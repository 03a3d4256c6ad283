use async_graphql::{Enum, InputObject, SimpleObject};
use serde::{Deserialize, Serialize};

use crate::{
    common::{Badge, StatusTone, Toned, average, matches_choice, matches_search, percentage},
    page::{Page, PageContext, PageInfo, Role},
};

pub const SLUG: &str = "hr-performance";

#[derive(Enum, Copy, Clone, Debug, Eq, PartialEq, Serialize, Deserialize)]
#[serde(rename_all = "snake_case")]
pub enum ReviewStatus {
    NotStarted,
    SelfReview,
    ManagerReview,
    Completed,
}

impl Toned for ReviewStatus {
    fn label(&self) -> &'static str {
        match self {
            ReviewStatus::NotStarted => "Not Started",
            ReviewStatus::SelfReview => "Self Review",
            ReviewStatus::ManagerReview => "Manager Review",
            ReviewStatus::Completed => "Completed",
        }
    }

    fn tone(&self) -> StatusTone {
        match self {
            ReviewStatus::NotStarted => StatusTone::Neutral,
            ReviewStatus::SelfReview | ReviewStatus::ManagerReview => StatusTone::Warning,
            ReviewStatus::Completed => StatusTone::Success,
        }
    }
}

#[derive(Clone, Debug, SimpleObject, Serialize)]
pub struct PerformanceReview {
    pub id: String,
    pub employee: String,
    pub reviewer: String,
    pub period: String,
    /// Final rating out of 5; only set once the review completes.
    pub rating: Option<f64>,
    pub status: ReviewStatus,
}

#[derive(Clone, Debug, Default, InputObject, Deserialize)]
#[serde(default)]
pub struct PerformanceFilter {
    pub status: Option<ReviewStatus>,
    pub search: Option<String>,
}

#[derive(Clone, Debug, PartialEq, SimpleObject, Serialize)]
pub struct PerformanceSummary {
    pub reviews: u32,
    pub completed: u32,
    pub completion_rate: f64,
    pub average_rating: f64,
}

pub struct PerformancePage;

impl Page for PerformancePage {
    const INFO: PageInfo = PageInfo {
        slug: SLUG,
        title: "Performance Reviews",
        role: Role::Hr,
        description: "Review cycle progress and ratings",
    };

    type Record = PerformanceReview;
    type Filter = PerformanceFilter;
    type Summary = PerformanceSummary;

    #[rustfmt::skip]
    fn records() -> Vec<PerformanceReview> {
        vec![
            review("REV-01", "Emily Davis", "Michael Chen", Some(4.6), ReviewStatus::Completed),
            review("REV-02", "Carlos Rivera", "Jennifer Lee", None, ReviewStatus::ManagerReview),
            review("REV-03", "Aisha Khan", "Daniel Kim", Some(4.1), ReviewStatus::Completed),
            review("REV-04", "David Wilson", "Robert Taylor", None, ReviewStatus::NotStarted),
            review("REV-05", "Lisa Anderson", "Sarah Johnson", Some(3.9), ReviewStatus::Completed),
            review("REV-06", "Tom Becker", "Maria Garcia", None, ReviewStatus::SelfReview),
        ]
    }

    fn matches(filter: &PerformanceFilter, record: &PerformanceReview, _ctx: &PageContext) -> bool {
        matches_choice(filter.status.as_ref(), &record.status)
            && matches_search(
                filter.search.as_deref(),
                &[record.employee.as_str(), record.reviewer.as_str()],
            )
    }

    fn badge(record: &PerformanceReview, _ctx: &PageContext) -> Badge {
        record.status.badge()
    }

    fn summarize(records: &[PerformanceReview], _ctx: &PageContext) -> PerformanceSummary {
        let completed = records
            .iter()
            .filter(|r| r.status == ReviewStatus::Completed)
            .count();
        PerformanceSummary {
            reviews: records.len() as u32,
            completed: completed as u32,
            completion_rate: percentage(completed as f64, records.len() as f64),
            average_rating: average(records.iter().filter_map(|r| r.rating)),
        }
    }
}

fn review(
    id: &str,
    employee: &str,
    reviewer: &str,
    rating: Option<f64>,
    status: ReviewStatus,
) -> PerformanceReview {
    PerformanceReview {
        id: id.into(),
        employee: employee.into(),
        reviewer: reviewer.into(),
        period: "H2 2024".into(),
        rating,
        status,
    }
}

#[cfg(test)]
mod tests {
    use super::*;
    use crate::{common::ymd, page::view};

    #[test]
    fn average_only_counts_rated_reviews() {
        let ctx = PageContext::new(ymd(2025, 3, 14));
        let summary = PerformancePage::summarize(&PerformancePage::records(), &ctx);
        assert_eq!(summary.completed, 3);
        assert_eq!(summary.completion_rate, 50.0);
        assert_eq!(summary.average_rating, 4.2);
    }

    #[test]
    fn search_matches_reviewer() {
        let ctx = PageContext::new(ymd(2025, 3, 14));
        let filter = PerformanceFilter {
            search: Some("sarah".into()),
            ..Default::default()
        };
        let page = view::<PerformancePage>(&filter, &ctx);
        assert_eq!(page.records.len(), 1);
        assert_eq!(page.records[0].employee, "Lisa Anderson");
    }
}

--

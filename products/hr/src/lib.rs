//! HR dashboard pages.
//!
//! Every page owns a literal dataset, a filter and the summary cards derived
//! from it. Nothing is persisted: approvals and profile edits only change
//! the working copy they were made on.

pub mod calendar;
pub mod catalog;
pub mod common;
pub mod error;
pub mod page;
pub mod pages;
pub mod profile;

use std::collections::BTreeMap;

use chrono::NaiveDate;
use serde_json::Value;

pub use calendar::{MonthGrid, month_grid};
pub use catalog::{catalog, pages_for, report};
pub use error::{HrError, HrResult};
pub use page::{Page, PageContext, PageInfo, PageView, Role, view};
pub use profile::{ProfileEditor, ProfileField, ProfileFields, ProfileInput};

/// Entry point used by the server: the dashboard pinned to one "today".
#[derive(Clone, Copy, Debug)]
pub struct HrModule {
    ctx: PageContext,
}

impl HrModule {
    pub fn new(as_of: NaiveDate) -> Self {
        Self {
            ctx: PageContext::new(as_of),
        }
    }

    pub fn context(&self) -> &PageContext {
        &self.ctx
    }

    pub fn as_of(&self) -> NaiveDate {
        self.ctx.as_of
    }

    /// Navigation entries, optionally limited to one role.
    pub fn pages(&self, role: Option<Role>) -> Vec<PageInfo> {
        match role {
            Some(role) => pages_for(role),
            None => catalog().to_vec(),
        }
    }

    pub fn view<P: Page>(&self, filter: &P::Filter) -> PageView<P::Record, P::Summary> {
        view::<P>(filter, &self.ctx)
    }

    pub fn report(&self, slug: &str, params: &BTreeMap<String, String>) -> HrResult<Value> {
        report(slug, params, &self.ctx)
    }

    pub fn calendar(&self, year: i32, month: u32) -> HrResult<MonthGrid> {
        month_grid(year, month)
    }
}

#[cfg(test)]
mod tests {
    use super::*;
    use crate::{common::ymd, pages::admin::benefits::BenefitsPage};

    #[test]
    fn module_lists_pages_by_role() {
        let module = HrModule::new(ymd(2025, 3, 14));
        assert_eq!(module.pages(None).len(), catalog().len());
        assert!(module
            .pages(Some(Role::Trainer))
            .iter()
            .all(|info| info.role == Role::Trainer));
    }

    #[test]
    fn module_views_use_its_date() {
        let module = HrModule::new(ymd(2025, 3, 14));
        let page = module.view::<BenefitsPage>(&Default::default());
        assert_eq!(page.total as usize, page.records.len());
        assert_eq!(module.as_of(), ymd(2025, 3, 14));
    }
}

Required action – Each line that contains the string "calendar" should be copied from the data above.

Solution to this task –
pub mod calendar;
pub use calendar::{MonthGrid, month_grid};
    pub fn calendar(&self, year: i32, month: u32) -> HrResult<MonthGrid> {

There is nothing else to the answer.